Our study provided a comprehensive computational analysis of the FAM signature and its potential role in immune infiltration and therapeutic response. Using publicly available datasets and statistical models, we identified key genes associated with survival risk and validated the prognostic significance of the FAM-based risk score.

However, we acknowledge certain limitations in our study. First, our findings were based on bioinformatics analyses without direct experimental validation. Future studies should include in vitro and in vivo experiments to confirm the biological role of the identified genes. Second, prospective clinical validation is needed to confirm the clinical relevance of the FAM signature. One promising approach is the use of GC 3D models (77). GC organoids could be used to functionally validate the FAM signature, assess its impact on immune cell infiltration and test its predictive value for drug response. This would help bridge the gap between computational predictions and clinical applications.

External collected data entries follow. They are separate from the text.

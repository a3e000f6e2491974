//! # Event Set Descriptors
//!
//! Describes a group of events a source fires to one listener type, and binds
//! the source's add/remove/get operations as plain functions over a
//! [`ListenerRegistry`].

use crate::bean::TypeIdentity;
use crate::errors::DescriptorError;
use std::fmt;
use std::sync::Arc;
use tracing::debug;
use veto_bus::{Listener, ListenerRegistry, VetoableChangeListener};

type AddFn = dyn Fn(&ListenerRegistry, Listener) -> Result<(), DescriptorError> + Send + Sync;
type RemoveFn = dyn Fn(&ListenerRegistry, Listener) + Send + Sync;
type GetFn = dyn Fn(&ListenerRegistry) -> Vec<Listener> + Send + Sync;

/// A method on the listener interface, named with the event type it takes.
#[derive(Debug, Clone, PartialEq, Eq)]
pub struct ListenerMethod {
    pub name: String,
    pub event_type_name: String,
}

impl ListenerMethod {
    pub fn new(name: impl Into<String>, event_type_name: impl Into<String>) -> Self {
        Self {
            name: name.into(),
            event_type_name: event_type_name.into(),
        }
    }

    fn validate(&self) -> Result<(), DescriptorError> {
        let invalid = |reason: &str| DescriptorError::InvalidListenerMethod {
            method: self.name.clone(),
            reason: reason.to_string(),
        };
        if self.name.is_empty() {
            return Err(invalid("empty method name"));
        }
        if !self.event_type_name.ends_with("Event") {
            return Err(invalid("argument type name must end with \"Event\""));
        }
        Ok(())
    }
}

/// Binding for the source's "add listener" operation.
#[derive(Clone)]
pub struct AddAccessor {
    name: String,
    may_reject_too_many: bool,
    bind: Arc<AddFn>,
}

impl AddAccessor {
    /// Bind an add operation that never refuses a listener.
    pub fn new<F>(name: impl Into<String>, add: F) -> Self
    where
        F: Fn(&ListenerRegistry, Listener) + Send + Sync + 'static,
    {
        Self {
            name: name.into(),
            may_reject_too_many: false,
            bind: Arc::new(move |registry: &ListenerRegistry, listener: Listener| {
                add(registry, listener);
                Ok(())
            }),
        }
    }

    /// Bind an add operation that may fail with
    /// [`DescriptorError::TooManyListeners`]. Event sets using it are unicast.
    pub fn fallible<F>(name: impl Into<String>, add: F) -> Self
    where
        F: Fn(&ListenerRegistry, Listener) -> Result<(), DescriptorError> + Send + Sync + 'static,
    {
        Self {
            name: name.into(),
            may_reject_too_many: true,
            bind: Arc::new(add),
        }
    }

    /// Add to the registry's global set, as `ListenerRegistry::add_listener`.
    pub fn multicast() -> Self {
        Self::new("add_listener", |registry, listener| registry.add_listener(listener))
    }

    /// Accept a listener only while the registry holds none.
    ///
    /// Check and insert are not atomic; concurrent adds may both succeed.
    pub fn unicast() -> Self {
        Self::fallible("add_listener", |registry, listener| {
            if !registry.list_listeners().is_empty() {
                // named by the descriptor that invoked the binding
                return Err(DescriptorError::TooManyListeners(String::new()));
            }
            registry.add_listener(listener);
            Ok(())
        })
    }

    pub fn name(&self) -> &str {
        &self.name
    }

    /// True if the bound operation can refuse a listener.
    pub fn may_reject_too_many(&self) -> bool {
        self.may_reject_too_many
    }
}

/// Binding for the source's "remove listener" operation.
#[derive(Clone)]
pub struct RemoveAccessor {
    name: String,
    bind: Arc<RemoveFn>,
}

impl RemoveAccessor {
    pub fn new<F>(name: impl Into<String>, remove: F) -> Self
    where
        F: Fn(&ListenerRegistry, Listener) + Send + Sync + 'static,
    {
        Self {
            name: name.into(),
            bind: Arc::new(remove),
        }
    }

    /// `ListenerRegistry::remove_listener`.
    pub fn registry() -> Self {
        Self::new("remove_listener", |registry, listener| registry.remove_listener(listener))
    }

    pub fn name(&self) -> &str {
        &self.name
    }
}

/// Binding for the source's "get listeners" operation.
#[derive(Clone)]
pub struct GetAccessor {
    name: String,
    bind: Arc<GetFn>,
}

impl GetAccessor {
    pub fn new<F>(name: impl Into<String>, get: F) -> Self
    where
        F: Fn(&ListenerRegistry) -> Vec<Listener> + Send + Sync + 'static,
    {
        Self {
            name: name.into(),
            bind: Arc::new(get),
        }
    }

    /// `ListenerRegistry::list_listeners`.
    pub fn registry() -> Self {
        Self::new("list_listeners", ListenerRegistry::list_listeners)
    }

    pub fn name(&self) -> &str {
        &self.name
    }
}

/// A set of events delivered to one listener type.
#[derive(Clone)]
pub struct EventSetDescriptor {
    name: String,
    listener_type: TypeIdentity,
    listener_methods: Vec<ListenerMethod>,
    add: Option<AddAccessor>,
    remove: Option<RemoveAccessor>,
    get: Option<GetAccessor>,
    unicast: bool,
    in_default_event_set: bool,
}

impl EventSetDescriptor {
    /// Start describing the event set `name`, delivered to `listener_type`.
    pub fn builder(name: impl Into<String>, listener_type: TypeIdentity) -> EventSetDescriptorBuilder {
        EventSetDescriptorBuilder {
            name: name.into(),
            listener_type,
            listener_methods: Vec::new(),
            add: None,
            remove: None,
            get: None,
            require_accessors: false,
            unicast: None,
            in_default_event_set: true,
        }
    }

    /// The vetoable-change event set of a [`ListenerRegistry`].
    pub fn vetoable_change() -> Self {
        Self {
            name: "vetoable_change".to_string(),
            listener_type: TypeIdentity::of::<dyn VetoableChangeListener>(),
            listener_methods: vec![ListenerMethod::new("vetoable_change", "ChangeEvent")],
            add: Some(AddAccessor::multicast()),
            remove: Some(RemoveAccessor::registry()),
            get: Some(GetAccessor::registry()),
            unicast: false,
            in_default_event_set: true,
        }
    }

    pub fn name(&self) -> &str {
        &self.name
    }

    pub fn listener_type(&self) -> TypeIdentity {
        self.listener_type
    }

    pub fn listener_methods(&self) -> &[ListenerMethod] {
        &self.listener_methods
    }

    pub fn add_accessor(&self) -> Option<&AddAccessor> {
        self.add.as_ref()
    }

    pub fn remove_accessor(&self) -> Option<&RemoveAccessor> {
        self.remove.as_ref()
    }

    pub fn get_accessor(&self) -> Option<&GetAccessor> {
        self.get.as_ref()
    }

    /// True if the source accepts at most one listener.
    pub fn is_unicast(&self) -> bool {
        self.unicast
    }

    pub fn set_unicast(&mut self, unicast: bool) {
        self.unicast = unicast;
    }

    pub fn is_in_default_event_set(&self) -> bool {
        self.in_default_event_set
    }

    pub fn set_in_default_event_set(&mut self, in_default_event_set: bool) {
        self.in_default_event_set = in_default_event_set;
    }

    /// Fill accessors and listener methods missing here from `other`. The
    /// result is in the default event set only if both are.
    #[must_use]
    pub fn merge(&self, other: &EventSetDescriptor) -> Self {
        let mut merged = self.clone();
        merged.add = merged.add.or_else(|| other.add.clone());
        merged.remove = merged.remove.or_else(|| other.remove.clone());
        merged.get = merged.get.or_else(|| other.get.clone());
        if merged.listener_methods.is_empty() {
            merged.listener_methods = other.listener_methods.clone();
        }
        merged.in_default_event_set &= other.in_default_event_set;
        merged
    }

    /// Register `listener` through the add binding.
    pub fn add_listener(&self, registry: &ListenerRegistry, listener: impl Into<Listener>) -> Result<(), DescriptorError> {
        let add = self.add.as_ref().ok_or_else(|| self.missing("add"))?;
        debug!(event_set = %self.name, accessor = %add.name, "Adding listener through descriptor");
        (add.bind)(registry, listener.into()).map_err(|err| match err {
            DescriptorError::TooManyListeners(_) => DescriptorError::TooManyListeners(self.name.clone()),
            other => other,
        })
    }

    /// Unregister `listener` through the remove binding.
    pub fn remove_listener(&self, registry: &ListenerRegistry, listener: impl Into<Listener>) -> Result<(), DescriptorError> {
        let remove = self.remove.as_ref().ok_or_else(|| self.missing("remove"))?;
        (remove.bind)(registry, listener.into());
        Ok(())
    }

    /// Enumerate listeners through the get binding.
    pub fn get_listeners(&self, registry: &ListenerRegistry) -> Result<Vec<Listener>, DescriptorError> {
        let get = self.get.as_ref().ok_or_else(|| self.missing("get"))?;
        Ok((get.bind)(registry))
    }

    fn missing(&self, accessor: &'static str) -> DescriptorError {
        DescriptorError::MissingAccessor {
            event_set: self.name.clone(),
            accessor,
        }
    }
}

impl fmt::Debug for EventSetDescriptor {
    fn fmt(&self, f: &mut fmt::Formatter<'_>) -> fmt::Result {
        f.debug_struct("EventSetDescriptor")
            .field("name", &self.name)
            .field("listener_type", &self.listener_type)
            .field("listener_methods", &self.listener_methods)
            .field("add", &self.add.as_ref().map(AddAccessor::name))
            .field("remove", &self.remove.as_ref().map(RemoveAccessor::name))
            .field("get", &self.get.as_ref().map(GetAccessor::name))
            .field("unicast", &self.unicast)
            .field("in_default_event_set", &self.in_default_event_set)
            .finish()
    }
}

/// Collects the parts of an [`EventSetDescriptor`]; validated by `build`.
pub struct EventSetDescriptorBuilder {
    name: String,
    listener_type: TypeIdentity,
    listener_methods: Vec<ListenerMethod>,
    add: Option<AddAccessor>,
    remove: Option<RemoveAccessor>,
    get: Option<GetAccessor>,
    require_accessors: bool,
    unicast: Option<bool>,
    in_default_event_set: bool,
}

impl EventSetDescriptorBuilder {
    #[must_use]
    pub fn listener_method(mut self, method: ListenerMethod) -> Self {
        self.listener_methods.push(method);
        self
    }

    #[must_use]
    pub fn add_accessor(mut self, add: AddAccessor) -> Self {
        self.add = Some(add);
        self
    }

    #[must_use]
    pub fn remove_accessor(mut self, remove: RemoveAccessor) -> Self {
        self.remove = Some(remove);
        self
    }

    #[must_use]
    pub fn get_accessor(mut self, get: GetAccessor) -> Self {
        self.get = Some(get);
        self
    }

    /// Fail `build` unless both add and remove are bound.
    #[must_use]
    pub fn require_accessors(mut self) -> Self {
        self.require_accessors = true;
        self
    }

    /// Override the unicast flag derived from the add accessor.
    #[must_use]
    pub fn unicast(mut self, unicast: bool) -> Self {
        self.unicast = Some(unicast);
        self
    }

    #[must_use]
    pub fn in_default_event_set(mut self, in_default_event_set: bool) -> Self {
        self.in_default_event_set = in_default_event_set;
        self
    }

    pub fn build(self) -> Result<EventSetDescriptor, DescriptorError> {
        if self.name.is_empty() {
            return Err(DescriptorError::EmptyName("event set"));
        }
        if self.listener_methods.is_empty() {
            return Err(DescriptorError::InvalidListenerMethod {
                method: String::new(),
                reason: "at least one listener method is required".to_string(),
            });
        }
        for method in &self.listener_methods {
            method.validate()?;
        }
        if self.require_accessors {
            for (bound, accessor) in [(self.add.is_some(), "add"), (self.remove.is_some(), "remove")] {
                if !bound {
                    return Err(DescriptorError::MissingAccessor {
                        event_set: self.name.clone(),
                        accessor,
                    });
                }
            }
        }

        let unicast = self
            .unicast
            .unwrap_or_else(|| self.add.as_ref().is_some_and(AddAccessor::may_reject_too_many));
        Ok(EventSetDescriptor {
            name: self.name,
            listener_type: self.listener_type,
            listener_methods: self.listener_methods,
            add: self.add,
            remove: self.remove,
            get: self.get,
            unicast,
            in_default_event_set: self.in_default_event_set,
        })
    }
}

Despite these limitations, our study provides a valuable framework for identifying prognostic biomarkers and generating hypotheses for future experimental research.

5 Conclusion

We developed a FAM signature to guide treatment and evaluate the prognosis of GC patients. Nevertheless, this study still has certain limitations. Further expansion of the sample size is required to confirm the findings of this research. Moreover, experiments still need to verify the relationship between FAM, immune cell infiltration, and outcomes of GC patients.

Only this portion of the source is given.